Monkeypox tends to cause flu-like symptoms and a trademark rash, with lesions filled with high-density fluid. Most people are ill for 2-4 weeks and do not require treatment, but in severe cases some medications are available. A few deaths have been reported worldwide this year, but none have been reported in the United States.

This year’s global epidemic, which has infected more than 5,000 people so far, has puzzled infectious disease experts who have never seen the virus spread far beyond the endemic West African countries. In the United States, there are usually several travel-related cases every few years, but previously only one was reported. Forty-seven cases were identified in 2003, all related to rodents imported from Ghana.

It is not clear why monkeypox took off suddenly, but experts are a combination of finding traction that can mutate the virus to become more contagious and spread quickly and easily within the group. I think there is a possibility.

Monkeypox is transmitted primarily through direct, sustained contact. People are most at risk when exposed to fluids within the lesion, such as by touching the infected person’s rash or sharing bedding or towels with the infected person. The virus can also be transmitted from person to person through respiratory droplets, but it only occurs at close range. It does not spread in the air of restaurants and grocery stores.

According to the CDC, in the United States, 271 of the first 305 were men, and more than 70% were men having sex with men. Some large clusters date back to events and venues where people have sex with multiple partners, such as private sex parties, clubs and baths.

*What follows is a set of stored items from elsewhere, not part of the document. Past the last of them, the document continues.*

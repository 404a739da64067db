//! Graphics backend seam.
//!
//! The core never talks to a graphics API directly. Everything it needs from
//! the device is expressed by [`Backend`]:
//! - texture create/destroy
//! - buffer uploads (vertices, indices, packed uniform blocks)
//! - bind + draw calls inside a single render pass per frame
//!
//! Implementations:
//! - [`GpuBackend`]: wgpu
//! - [`RecordingBackend`]: records calls, no device (headless runs, tests)

mod error;
mod gpu;
mod recording;
mod types;

use std::time::Duration;

pub use error::BackendError;
pub use gpu::GpuBackend;
pub use recording::{BackendCall, RecordingBackend};
pub use types::{
    BatchSizes, DrawUniforms, FrameSize, NO_RESOURCE, ResourceId, TextureDesc, TextureTarget,
    Vertex,
};

/// Device operations consumed by the renderer.
///
/// Call order within a frame is fixed:
/// `reserve` → `write_*` → `begin_pass` → (`set_active_unit` / `bind_texture` /
/// `bind_uniforms` / `draw_indexed`)* → `end_pass`.
///
/// In per-draw mode `write_*` calls are interleaved with the draws instead of
/// preceding `begin_pass`; `reserve` is still issued first.
pub trait Backend {
    /// Minimum spacing between uniform-buffer bind offsets, in bytes.
    fn min_uniform_alignment(&self) -> u32;

    fn create_texture(&mut self, desc: &TextureDesc<'_>) -> Result<ResourceId, BackendError>;

    /// Destroys a texture. Unknown ids are ignored.
    fn destroy_texture(&mut self, id: ResourceId);

    /// Ensures upload storage can hold at least `sizes` for this frame.
    fn reserve(&mut self, sizes: BatchSizes);

    fn write_vertices(&mut self, first_vertex: u32, vertices: &[Vertex]);

    fn write_indices(&mut self, first_index: u32, indices: &[u32]);

    fn write_uniforms(&mut self, byte_offset: u32, bytes: &[u8]);

    fn begin_pass(&mut self, frame: FrameSize) -> Result<(), BackendError>;

    fn set_active_unit(&mut self, unit: u32);

    fn bind_texture(&mut self, unit: u32, target: TextureTarget, id: ResourceId);

    /// Binds `size` bytes of the uniform buffer starting at `offset`.
    fn bind_uniforms(&mut self, offset: u32, size: u32);

    fn draw_indexed(&mut self, first_index: u32, index_count: u32);

    /// Finishes the pass and hands the recorded work to the device.
    fn end_pass(&mut self) -> Result<(), BackendError>;

    /// Device-side duration of the most recently completed frame, if known.
    fn gpu_time(&mut self) -> Option<Duration> {
        None
    }
}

Dr. Jason Andrews, an infectious disease expert at Stanford University, said: “But that doesn’t necessarily mean it’s maintained that way.”

Health officials have pointed out that, unlike HIV and other sexually transmitted diseases, there is no link between specific sexual activity and the spread of monkeypox. The virus just happened to take root in the gay network first. It can spread just as easily between heterosexual partners or between close family contacts.

Andrews suspects that global outbreaks may have begun to slow after weeks of explosive growth. He and other infectious disease experts said that due to the long incubation period of monkeypox, the currently diagnosed cases were probably due to exposure 1-2 weeks ago.

The possibility remains that the virus will build a foothold in a wider population. “The most worrying result is whether it spreads more widely at all ages, either as an endemic infection or through accidental contact pathways,” Andrews said. “I don’t think there is strong evidence that this is happening right now, but we need to be prepared for it.”